Scan the listing below for the word "KeyValueStore" and copy every line where it occurs.

══ Data section

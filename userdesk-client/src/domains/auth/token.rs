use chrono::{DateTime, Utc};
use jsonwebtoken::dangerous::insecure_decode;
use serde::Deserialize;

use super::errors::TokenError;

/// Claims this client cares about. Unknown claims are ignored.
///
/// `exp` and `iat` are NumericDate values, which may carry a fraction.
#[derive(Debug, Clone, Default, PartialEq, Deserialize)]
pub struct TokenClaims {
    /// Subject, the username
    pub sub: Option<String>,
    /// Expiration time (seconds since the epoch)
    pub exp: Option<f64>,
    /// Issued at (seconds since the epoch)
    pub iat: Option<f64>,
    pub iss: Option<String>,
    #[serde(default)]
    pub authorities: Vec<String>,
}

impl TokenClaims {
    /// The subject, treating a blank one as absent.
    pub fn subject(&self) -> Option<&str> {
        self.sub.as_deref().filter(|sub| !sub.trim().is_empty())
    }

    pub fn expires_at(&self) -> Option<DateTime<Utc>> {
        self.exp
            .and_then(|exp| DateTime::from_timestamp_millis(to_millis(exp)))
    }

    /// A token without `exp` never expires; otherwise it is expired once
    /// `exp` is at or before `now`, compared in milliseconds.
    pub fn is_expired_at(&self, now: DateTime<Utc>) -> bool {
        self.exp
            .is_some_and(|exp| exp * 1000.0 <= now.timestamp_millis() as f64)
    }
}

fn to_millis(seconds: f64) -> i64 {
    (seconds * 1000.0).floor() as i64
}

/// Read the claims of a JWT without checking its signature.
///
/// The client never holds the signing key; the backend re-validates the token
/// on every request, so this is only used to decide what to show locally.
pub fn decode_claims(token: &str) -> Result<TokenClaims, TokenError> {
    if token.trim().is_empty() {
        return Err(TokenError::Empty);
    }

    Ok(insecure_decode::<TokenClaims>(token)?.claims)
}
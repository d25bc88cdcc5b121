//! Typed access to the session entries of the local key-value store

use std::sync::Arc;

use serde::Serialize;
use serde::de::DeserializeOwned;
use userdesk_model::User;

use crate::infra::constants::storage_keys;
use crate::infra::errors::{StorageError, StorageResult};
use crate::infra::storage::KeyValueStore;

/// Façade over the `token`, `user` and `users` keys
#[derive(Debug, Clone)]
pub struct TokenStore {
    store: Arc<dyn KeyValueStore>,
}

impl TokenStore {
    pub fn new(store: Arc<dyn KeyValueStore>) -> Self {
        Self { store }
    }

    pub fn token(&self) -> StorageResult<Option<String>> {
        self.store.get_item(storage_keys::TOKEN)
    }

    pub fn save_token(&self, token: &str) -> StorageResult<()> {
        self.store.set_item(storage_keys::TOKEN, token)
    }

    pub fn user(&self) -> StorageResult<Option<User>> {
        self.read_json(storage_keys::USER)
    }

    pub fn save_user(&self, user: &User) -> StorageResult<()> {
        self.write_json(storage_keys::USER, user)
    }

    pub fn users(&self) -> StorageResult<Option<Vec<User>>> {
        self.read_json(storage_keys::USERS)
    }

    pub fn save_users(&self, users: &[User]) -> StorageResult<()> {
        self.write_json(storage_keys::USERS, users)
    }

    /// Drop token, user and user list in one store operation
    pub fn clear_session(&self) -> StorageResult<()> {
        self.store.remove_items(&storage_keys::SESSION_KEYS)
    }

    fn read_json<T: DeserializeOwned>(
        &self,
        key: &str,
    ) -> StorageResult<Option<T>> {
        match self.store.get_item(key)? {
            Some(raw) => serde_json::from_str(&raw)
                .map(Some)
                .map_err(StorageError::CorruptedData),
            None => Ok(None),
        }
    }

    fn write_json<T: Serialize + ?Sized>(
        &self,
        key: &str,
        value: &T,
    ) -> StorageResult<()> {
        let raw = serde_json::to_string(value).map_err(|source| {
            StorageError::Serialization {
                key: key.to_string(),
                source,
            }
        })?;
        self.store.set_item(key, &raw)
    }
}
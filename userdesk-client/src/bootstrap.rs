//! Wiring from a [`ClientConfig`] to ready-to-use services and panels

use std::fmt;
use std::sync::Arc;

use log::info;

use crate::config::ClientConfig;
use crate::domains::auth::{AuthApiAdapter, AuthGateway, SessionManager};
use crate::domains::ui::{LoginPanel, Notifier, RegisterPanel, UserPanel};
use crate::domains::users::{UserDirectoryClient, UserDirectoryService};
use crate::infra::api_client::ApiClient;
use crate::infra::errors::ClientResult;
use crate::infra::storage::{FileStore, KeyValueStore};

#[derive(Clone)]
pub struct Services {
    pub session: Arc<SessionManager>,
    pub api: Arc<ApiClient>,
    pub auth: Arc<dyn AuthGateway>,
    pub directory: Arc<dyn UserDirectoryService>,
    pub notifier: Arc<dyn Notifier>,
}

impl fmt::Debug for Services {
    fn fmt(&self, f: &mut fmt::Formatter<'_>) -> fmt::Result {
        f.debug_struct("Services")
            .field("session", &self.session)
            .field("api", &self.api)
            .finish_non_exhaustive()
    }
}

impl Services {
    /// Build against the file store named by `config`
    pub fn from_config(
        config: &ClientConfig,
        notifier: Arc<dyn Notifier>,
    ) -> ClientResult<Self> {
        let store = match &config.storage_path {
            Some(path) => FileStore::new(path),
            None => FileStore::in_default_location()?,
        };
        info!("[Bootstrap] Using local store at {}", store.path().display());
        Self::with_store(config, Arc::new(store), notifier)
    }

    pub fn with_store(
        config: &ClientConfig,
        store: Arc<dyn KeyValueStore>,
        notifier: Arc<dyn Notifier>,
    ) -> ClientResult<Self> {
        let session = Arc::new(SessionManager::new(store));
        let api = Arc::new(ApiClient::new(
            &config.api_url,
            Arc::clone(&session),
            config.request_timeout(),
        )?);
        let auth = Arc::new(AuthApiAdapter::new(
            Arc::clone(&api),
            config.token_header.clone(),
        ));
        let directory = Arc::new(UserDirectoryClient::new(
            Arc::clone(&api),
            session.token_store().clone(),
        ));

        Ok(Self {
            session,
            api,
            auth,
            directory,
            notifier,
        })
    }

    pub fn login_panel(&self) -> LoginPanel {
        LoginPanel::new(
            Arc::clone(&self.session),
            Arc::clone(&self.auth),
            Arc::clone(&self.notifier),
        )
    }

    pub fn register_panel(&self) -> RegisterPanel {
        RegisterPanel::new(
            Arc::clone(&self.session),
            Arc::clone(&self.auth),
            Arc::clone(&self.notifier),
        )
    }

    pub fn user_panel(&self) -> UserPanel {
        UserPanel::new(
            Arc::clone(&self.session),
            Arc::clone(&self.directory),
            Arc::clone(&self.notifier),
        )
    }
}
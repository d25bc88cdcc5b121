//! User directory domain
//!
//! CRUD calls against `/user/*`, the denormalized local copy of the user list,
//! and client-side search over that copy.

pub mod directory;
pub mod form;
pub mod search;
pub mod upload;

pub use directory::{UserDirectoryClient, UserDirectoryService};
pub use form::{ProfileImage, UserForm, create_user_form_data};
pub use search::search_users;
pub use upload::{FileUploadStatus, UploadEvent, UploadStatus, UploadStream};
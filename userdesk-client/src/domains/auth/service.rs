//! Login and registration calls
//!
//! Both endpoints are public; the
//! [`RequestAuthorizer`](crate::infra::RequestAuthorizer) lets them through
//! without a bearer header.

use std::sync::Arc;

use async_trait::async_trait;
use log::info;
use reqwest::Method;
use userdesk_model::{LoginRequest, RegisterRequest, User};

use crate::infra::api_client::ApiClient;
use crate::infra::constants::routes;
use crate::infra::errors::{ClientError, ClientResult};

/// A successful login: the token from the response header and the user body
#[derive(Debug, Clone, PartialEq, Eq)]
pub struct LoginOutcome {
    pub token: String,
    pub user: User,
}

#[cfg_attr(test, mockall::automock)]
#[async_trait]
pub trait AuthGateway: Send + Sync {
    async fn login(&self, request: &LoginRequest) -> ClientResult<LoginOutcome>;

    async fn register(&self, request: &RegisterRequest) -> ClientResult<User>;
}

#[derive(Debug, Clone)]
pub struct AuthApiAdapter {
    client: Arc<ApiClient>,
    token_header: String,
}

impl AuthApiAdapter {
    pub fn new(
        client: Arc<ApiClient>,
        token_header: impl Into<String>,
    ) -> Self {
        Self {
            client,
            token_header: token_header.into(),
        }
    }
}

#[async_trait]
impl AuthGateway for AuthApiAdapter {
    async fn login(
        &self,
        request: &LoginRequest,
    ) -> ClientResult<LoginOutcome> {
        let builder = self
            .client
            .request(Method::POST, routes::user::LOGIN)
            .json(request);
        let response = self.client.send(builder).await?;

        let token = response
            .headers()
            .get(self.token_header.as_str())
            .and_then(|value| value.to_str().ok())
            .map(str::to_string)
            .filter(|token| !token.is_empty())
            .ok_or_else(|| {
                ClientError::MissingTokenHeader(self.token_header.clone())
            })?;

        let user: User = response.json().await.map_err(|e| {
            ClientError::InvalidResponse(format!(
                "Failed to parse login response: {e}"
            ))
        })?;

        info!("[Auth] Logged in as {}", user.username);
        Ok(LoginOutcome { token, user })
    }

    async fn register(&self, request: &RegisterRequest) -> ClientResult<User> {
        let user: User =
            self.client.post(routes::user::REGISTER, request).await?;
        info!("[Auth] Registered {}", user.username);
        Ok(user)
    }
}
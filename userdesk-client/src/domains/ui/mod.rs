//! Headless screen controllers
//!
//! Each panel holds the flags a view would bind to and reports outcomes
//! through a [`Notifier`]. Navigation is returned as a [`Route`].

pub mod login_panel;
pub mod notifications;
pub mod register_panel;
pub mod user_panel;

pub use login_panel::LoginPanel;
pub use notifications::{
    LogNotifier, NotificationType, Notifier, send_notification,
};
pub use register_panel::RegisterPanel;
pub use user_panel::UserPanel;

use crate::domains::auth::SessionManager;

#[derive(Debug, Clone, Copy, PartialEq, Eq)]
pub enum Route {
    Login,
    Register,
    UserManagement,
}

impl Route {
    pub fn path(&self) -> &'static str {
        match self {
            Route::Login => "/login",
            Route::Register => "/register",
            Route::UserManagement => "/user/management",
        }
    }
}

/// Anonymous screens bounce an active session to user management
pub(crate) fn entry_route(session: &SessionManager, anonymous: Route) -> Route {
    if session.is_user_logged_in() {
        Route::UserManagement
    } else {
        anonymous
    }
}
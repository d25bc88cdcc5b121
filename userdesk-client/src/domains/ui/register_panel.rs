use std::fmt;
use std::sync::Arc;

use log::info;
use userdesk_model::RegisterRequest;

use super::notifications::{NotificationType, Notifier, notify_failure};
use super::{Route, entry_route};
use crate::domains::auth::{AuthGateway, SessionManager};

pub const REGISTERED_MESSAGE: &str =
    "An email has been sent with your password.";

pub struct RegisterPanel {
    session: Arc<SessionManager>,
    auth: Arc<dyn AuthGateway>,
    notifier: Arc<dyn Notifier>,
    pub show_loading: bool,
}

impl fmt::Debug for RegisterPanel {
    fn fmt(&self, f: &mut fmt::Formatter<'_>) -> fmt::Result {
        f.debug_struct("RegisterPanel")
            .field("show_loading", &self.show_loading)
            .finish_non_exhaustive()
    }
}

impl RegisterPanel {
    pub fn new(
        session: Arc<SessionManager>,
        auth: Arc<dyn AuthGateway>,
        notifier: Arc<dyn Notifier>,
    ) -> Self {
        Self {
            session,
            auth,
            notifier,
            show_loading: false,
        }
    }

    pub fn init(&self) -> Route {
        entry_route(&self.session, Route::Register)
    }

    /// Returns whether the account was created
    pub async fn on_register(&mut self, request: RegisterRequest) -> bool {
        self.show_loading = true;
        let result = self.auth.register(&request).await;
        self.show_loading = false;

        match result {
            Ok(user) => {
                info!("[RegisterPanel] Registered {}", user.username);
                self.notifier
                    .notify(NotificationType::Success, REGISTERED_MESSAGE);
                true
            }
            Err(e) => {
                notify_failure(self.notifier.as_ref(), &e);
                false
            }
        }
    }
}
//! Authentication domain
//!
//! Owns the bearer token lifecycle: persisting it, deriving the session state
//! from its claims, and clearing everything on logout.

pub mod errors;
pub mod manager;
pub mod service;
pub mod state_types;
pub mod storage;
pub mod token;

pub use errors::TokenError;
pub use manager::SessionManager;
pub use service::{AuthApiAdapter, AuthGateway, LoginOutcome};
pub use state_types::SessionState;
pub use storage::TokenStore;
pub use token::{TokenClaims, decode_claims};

════

Exercise solution:
use crate::infra::storage::KeyValueStore;
    store: Arc<dyn KeyValueStore>,
    pub fn new(store: Arc<dyn KeyValueStore>) -> Self {
use crate::infra::storage::{FileStore, KeyValueStore};
        store: Arc<dyn KeyValueStore>,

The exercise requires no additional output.